Stunning Memoir Maps Path Through Caves Of Loss

January 16, 1992 | Reviewed by Joseph Coates, Tribune book critic.

After Great Pain: A New Life Emerges

By Diane Cole

Summit, 208 pages, $20

A reviewer of books herself, Diane Cole surely knows how it feels to come across a book that leads the reviewer to overdraw his or her account of superlatives, until all one can say to the reader is the simple truth that this one is really good. Well, Cole`s ``After Great Pain: A New Life Emerges`` is that kind of book, and even as a reviewer I`m glad she wrote it. Her combined personal memoir and research into the dark caves of grief is essential reading for anyone planning to continue living in the real world.

Americans are notoriously unwilling to acknowledge death because America has always been about throwing off old shackles, by implication even the inevitable limits of mortality. And although many good studies have been written recently about looking the gray rat in the eye, none so deftly combines intense personal tragedy with its psychological profile to give us so clear a roadmap through the labyrinth of loss.

By her early 20s, Cole had suffered in rapid succession the possibly terminal illness of her fiance, the lingering death of her mother (whose deathbed wish was that she not marry this man ``with no future``) and a close brush with her own death from the guns of Hanafi Muslims who had taken her and 100 of her colleagues hostage at the B`nai B`rith headquarters building in Washington, D.C. Even after this crash course in mortality, more was to come, in the ``invisible`` experiences of lost pregnancies and infertility.

When you`ve been hurt this badly, you want to know the whys and wherefores. And it is with considerable courage that Cole has relived and recreated these traumas to tell us what she found. Among her discoveries is the truth of the Dylan Thomas line that, ``After the first death, there is no other,`` whose two meanings, clearly charted here through interviews with other survivors, are that although old grief intensifies under new loss, the cumulative effect forces the forging of a new identity that can embrace the fact that ``it is the nature of life to leave us vulnerable`` and that being open to pain means openness to joy as well.

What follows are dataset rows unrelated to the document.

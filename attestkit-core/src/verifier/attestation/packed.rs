use tracing::debug;

use super::certificate::{
    check_aaguid_extension, check_packed_requirements, verify_with_certificate,
};
use super::AttestationStatementVerifier;
use crate::error::VerificationError;
use crate::verifier::{
    conversion, missing, AttestationType, RegistrationObject, VerifiedAttestation,
};

#[derive(Debug, Clone, Copy, Default)]
pub struct PackedAttestationStatementVerifier;

impl AttestationStatementVerifier for PackedAttestationStatementVerifier {
    fn format(&self) -> &'static str {
        "packed"
    }

    fn verify(
        &self,
        registration: &RegistrationObject<'_>,
    ) -> Result<VerifiedAttestation, VerificationError> {
        let statement = &registration.attestation_object().att_stmt;
        let credential = registration.attested_credential_data()?;
        let alg = statement
            .alg()
            .map_err(conversion)?
            .ok_or_else(|| missing("alg"))?;
        let sig = statement.bytes("sig").ok_or_else(|| missing("sig"))?;
        if statement.get("ecdaaKeyId").is_some() {
            return Err(VerificationError::BadAttestationStatement(
                "ECDAA attestation is not supported".into(),
            ));
        }
        let signed_data = registration.signed_data();

        match statement.x5c().map_err(conversion)? {
            Some(chain) => {
                let leaf = chain.first().ok_or_else(|| missing("x5c leaf certificate"))?;
                verify_with_certificate(alg, leaf, sig, &signed_data)?;
                check_packed_requirements(leaf)?;
                check_aaguid_extension(leaf, &credential.aaguid)?;
                debug!(chain_len = chain.len(), "packed basic attestation verified");
                Ok(VerifiedAttestation::new(self.format(), AttestationType::Basic, chain))
            }
            None => {
                let key = &credential.credential_public_key;
                if key.algorithm != alg {
                    return Err(VerificationError::BadAttestationStatement(format!(
                        "alg {} does not match credential key algorithm {}",
                        alg.value(),
                        key.algorithm.value()
                    )));
                }
                if !matches!(key.verify(sig, &signed_data), Ok(true)) {
                    return Err(VerificationError::BadSignature);
                }
                debug!("packed self attestation verified");
                Ok(VerifiedAttestation::new(
                    self.format(),
                    AttestationType::SelfAttestation,
                    Vec::new(),
                ))
            }
        }
    }
}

Repeatedly she stresses that the people most damaged by loss are those who allow it to freeze them in time and memory by a refusal to look at it. And because change-and hence loss and pain-come whether or not we acknowledge them, the best way to the other side of grief is straight through it. Cole is especially acute on the psychological strategies by which one instinctively achieves this.

During her 39 hours under the gun, she knew she was undergoing all five stages of the encounter with death outlined by Elisabeth Kubler-Ross but was surprised to find them a confused jumble of occurrence, recurrence and simultaneity, so that denial and anger were entangled and anger came later;

while ``(fiance) Peter and I turned most to mutual denial and deception only some time after`` his crucial surgery.

Recalling a visit to see the prehistoric paintings in a cave near Lascaux, France, Cole writes that ``my journey through grief was as dark as that cave beneath the earth. . . . But in the end my journey taught me that . . . you must persevere in the hope that there will be light.``

Cole`s title is the opening of an Emily Dickinson poem whose third stanza begins, ``This is the Hour of Lead.`` By writing her own ending to it with this book-``after great pain, a new life``-she has alchemically turned that lead into pure gold.